[CentOS-devel] https://blog.centos.org/2020/12/future-is-centos-stream/

Tue Dec 8 19:55:35 UTC 2020
Julien Pivotto <roidelapluie at inuits.eu>

Hello Rich,

Thanks for the CentOS team for all the work that has been done in the
past years, the dojo's, and the SIGs. It's an amazing journey and there
are many people who deserve a big applause to what CentOS was to this
day.

CentOS/RHEL is (was) my first choice when advising a distribution to
customers, but one-year notice is not a lot, and that is a game changer
in the trust I have in Red Hat. In the future, I guess I will be a lot
more careful about this.

This change has a big impact, and it is hard to understand why suddently
CentOS 8, which we were expecting to last as long as RHEL 8, is now cut
to 5 years.

CentOS 6 is gone after 9 years. CentOS 7 is already 6. CentOS 8 is 2
years, which is the time customers generally wait to update their fleet.
I guess a significant amount of users have switched to 8 recently, and
now they know they have one year to migrate.
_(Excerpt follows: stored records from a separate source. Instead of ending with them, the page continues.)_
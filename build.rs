//! Build script for traymotion
//!
//! Injects build metadata (git commit, build date) at compile time.

use std::process::Command;

fn main() {
    // Get git commit hash
    let git_commit = Command::new("git")
        .args(["rev-parse", "--short", "HEAD"])
        .output()
        .ok()
        .and_then(|output| {
            if output.status.success() {
                String::from_utf8(output.stdout).ok()
            } else {
                None
            }
        })
        .map(|s| s.trim().to_string())
        .unwrap_or_else(|| "unknown".to_string());

    // Get build date
    let build_date = chrono::Utc::now().format("%Y-%m-%d").to_string();

    println!("cargo:rustc-env=GIT_COMMIT={}", git_commit);
    println!("cargo:rustc-env=BUILD_DATE={}", build_date);

    // Re-run if git HEAD changes
    println!("cargo:rerun-if-changed=.git/HEAD");
    if let Ok(head) = std::fs::read_to_string(".git/HEAD") {
        let head = head.trim();
        if let Some(reference) = head.strip_prefix("ref: ") {
            let reference = reference.trim();
            if !reference.is_empty() {
                println!("cargo:rerun-if-changed=.git/{}", reference);
            }
        }
    }
}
CentOS stream is nice, great. There is a usecase for it. Sysadmins
workstations, vendors, CI tools, can benefit from it.

In the last 7 years, I have been very disappointed to see the distance
between RHEL and CentOS. The CentOS team battling to find the correct
build order, to redo all the Red Hat pipelines in the open, without
getting to speak to the RHEL team, all of this was causing a lot of
unnecessary slowness and frustration, both in the community and with
some team members I was able to talk to.

In its current form, maintaining CentOS linux looked like a waste of
time, given that the tooling needed to be re-done from scratch each
time.

However, I did not see stream as the future of CentOS Linux. What I was
looking for is RHEL to become the new CentOS. That the Red Hat pipelines
would be more open and be able to directly produce a CentOS version. I
guess we won't see that happen.

For the rest, whatever is said, as long as Red Hat is not willing to
drop RHEL, it means that there is a reason for RHEL to exist. Therefore
I think there is a reason for CentOS Linux to exist.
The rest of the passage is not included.